Serum Magnesium and Dyslipidemia in Type-2 Diabetes Mellitus
Department of Biochemistry, Aarupadai Veedu Medical College and Hospital, Puducherry-607402, India
- *Corresponding Author:
- Sasmita Mishra
Department of Biochemistry, A.V.M.C and Hospital
Puducherry 607402, India
Accepted date: July 09 2011
Hypomagnesaemia is a common feature in patients with type-2 diabetes. It may be a cause or consequence of diabetes. This study was designed to find out the serum magnesium levels and its influence on serum lipids, in type 2 diabetics and how it is associated with the duration & complication of the disease. 45 known diabetic patients and 25 controls were taken for the study in and around Puducherry. The mean length of time the patients were diagnosed as diabetics were, 7.28 (± 2.1) years. This period was taken as the duration of disease. The serum magnesium and HDLc were significantly lowered (p<0.001) and all other lipid profile levels (TG, TCh, LDLc, VLDLc) were significantly higher (p<0.001) in cases. Our correlation study revealed a significant negative association between Serum Magnesium (Mg) and fasting plasma glucose and duration of the disease expressing its role in complication processes. Serum Mg also depicted significant negative relation with TG and VLDLc (r= -0.519,r = -0.518) and positive relation with serum HDLc (r =0.741), which explains associative evidence of its role in dyslipidemia. Our study substantiates the known importance of Mg supplementation in diabetics to prevent complications.
Serum magnesium, serum lipids, diabetes mellitus
Magnesium (Mg) is an important intracellular cation that is distributed into three major compartments: mineral phase of bones (65%), intracellular space (34%) and extracellular fluid (1%) . Magnesium is needed for more than 300 biochemical reactions in the body. Magnesium helps to regulate blood sugar levels, promotes normal blood pressure, and is known to be involved in energy metabolism and protein synthesis [2,3]. Diabetes mellitus is a metabolic disease of growing concern. Type-2 diabetes is characterized by insulin resistance and usually relative insulin deficiency. Most of these patients are obese and at increased risk of developing macro vascular complications. In these patients insulin secretion is defective and insufficient to compensate for the insulin resistance .
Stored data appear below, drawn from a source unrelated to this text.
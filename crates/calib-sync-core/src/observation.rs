//! Per-camera marker observations.
//!
//! An [`Observation`] is the unit of input for the aligners: everything one
//! camera detected on the calibration target at a single instant. Detection
//! itself happens upstream; this crate only consumes the result.

use nalgebra::{Point2, Point3, Scalar};
use serde::{Deserialize, Serialize};

/// Number of corner correspondences contributed by each marker.
pub const CORNERS_PER_MARKER: usize = 4;

/// A measured image point paired with its reference point on the target.
#[derive(Debug, Clone, PartialEq, Serialize, Deserialize)]
pub struct Correspondence<T: Scalar = f64> {
    /// Detected corner position in image pixels.
    pub image: Point2<T>,
    /// Known corner position on the calibration target.
    pub target: Point3<T>,
}

/// Structural invariant violations of an [`Observation`].
#[derive(thiserror::Error, Debug)]
pub enum ObservationError {
    #[error("marker ids not strictly ascending at index {index}")]
    UnsortedMarkerIds { index: usize },
    #[error("corner count {corners} does not match {} x {markers} markers", CORNERS_PER_MARKER)]
    CornerCountMismatch { markers: usize, corners: usize },
}

/// One camera's detection result at one instant.
///
/// Invariants, enforced by [`Observation::new`] and re-checked by
/// [`Observation::validate`]:
/// - `marker_ids` is strictly ascending (unique ids),
/// - `corners.len() == CORNERS_PER_MARKER * marker_ids.len()`, co-indexed
///   with `marker_ids` in groups of four.
///
/// Observations are immutable once built; the aligners return restricted
/// copies instead of mutating in place.
#[derive(Debug, Clone, PartialEq, Serialize, Deserialize)]
pub struct Observation<T: Scalar = f64> {
    /// Index of the camera that produced this observation.
    pub camera_index: usize,
    /// Capture instant in nanoseconds.
    pub timestamp: u64,
    /// Detected marker ids, strictly ascending.
    pub marker_ids: Vec<u32>,
    /// Corner correspondences, four per marker.
    pub corners: Vec<Correspondence<T>>,
}

impl<T: Scalar> Observation<T> {
    /// Build a validated observation.
    ///
    /// # Errors
    ///
    /// Returns an error if `marker_ids` is not strictly ascending or the
    /// corner count does not match the marker count.
    pub fn new(
        camera_index: usize,
        timestamp: u64,
        marker_ids: Vec<u32>,
        corners: Vec<Correspondence<T>>,
    ) -> Result<Self, ObservationError> {
        let obs = Self {
            camera_index,
            timestamp,
            marker_ids,
            corners,
        };
        obs.validate()?;
        Ok(obs)
    }

    /// Re-check the structural invariants.
    ///
    /// The aligners call this on every input before producing any frame:
    /// a violated invariant here would corrupt every downstream frame
    /// undetectably, so it is a fatal precondition failure.
    pub fn validate(&self) -> Result<(), ObservationError> {
        for (index, pair) in self.marker_ids.windows(2).enumerate() {
            if pair[1] <= pair[0] {
                return Err(ObservationError::UnsortedMarkerIds { index: index + 1 });
            }
        }
        let expected = self.marker_ids.len() * CORNERS_PER_MARKER;
        if self.corners.len() != expected {
            return Err(ObservationError::CornerCountMismatch {
                markers: self.marker_ids.len(),
                corners: self.corners.len(),
            });
        }
        Ok(())
    }

    /// Number of detected markers.
    #[inline]
    pub fn num_markers(&self) -> usize {
        self.marker_ids.len()
    }

    /// Returns true if nothing was detected.
    #[inline]
    pub fn is_empty(&self) -> bool {
        self.marker_ids.is_empty()
    }

    /// Corner correspondences of the marker at `position` in `marker_ids`.
    ///
    /// # Panics
    ///
    /// Panics if `position` is out of range.
    #[inline]
    pub fn marker_corners(&self, position: usize) -> &[Correspondence<T>] {
        let start = position * CORNERS_PER_MARKER;
        &self.corners[start..start + CORNERS_PER_MARKER]
    }

    /// Copy of this observation restricted to the markers at the given
    /// positions, corners re-indexed to match.
    ///
    /// `positions` must be ascending indices into `marker_ids`; the result
    /// then satisfies the same invariants as the source.
    pub(crate) fn restricted(&self, positions: &[usize]) -> Self {
        let marker_ids = positions.iter().map(|&p| self.marker_ids[p]).collect();
        let mut corners = Vec::with_capacity(positions.len() * CORNERS_PER_MARKER);
        for &p in positions {
            corners.extend_from_slice(self.marker_corners(p));
        }
        Self {
            camera_index: self.camera_index,
            timestamp: self.timestamp,
            marker_ids,
            corners,
        }
    }
}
Magnesium plays an important role in carbohydrate metabolism. It may influence the release and activity of insulin, the hormone that helps to control blood glucose levels . Low blood levels of magnesium are frequently seen in individuals with type-2 diabetes. Hypomagnesaemia may worsen insulin resistance. The kidneys possibly lose their ability to retain magnesium during periods of severe hyperglycemia (significantly elevated blood glucose). The increased loss of magnesium in urine may then result in lower blood levels of magnesium . Insulin resistance and magnesium depletion result in a vicious cycle of worsening insulin resistance and decrease in intracellular Mg2+ which limits the role of magnesium in vital cellular processes . But various studies have given contradictory results [8,9].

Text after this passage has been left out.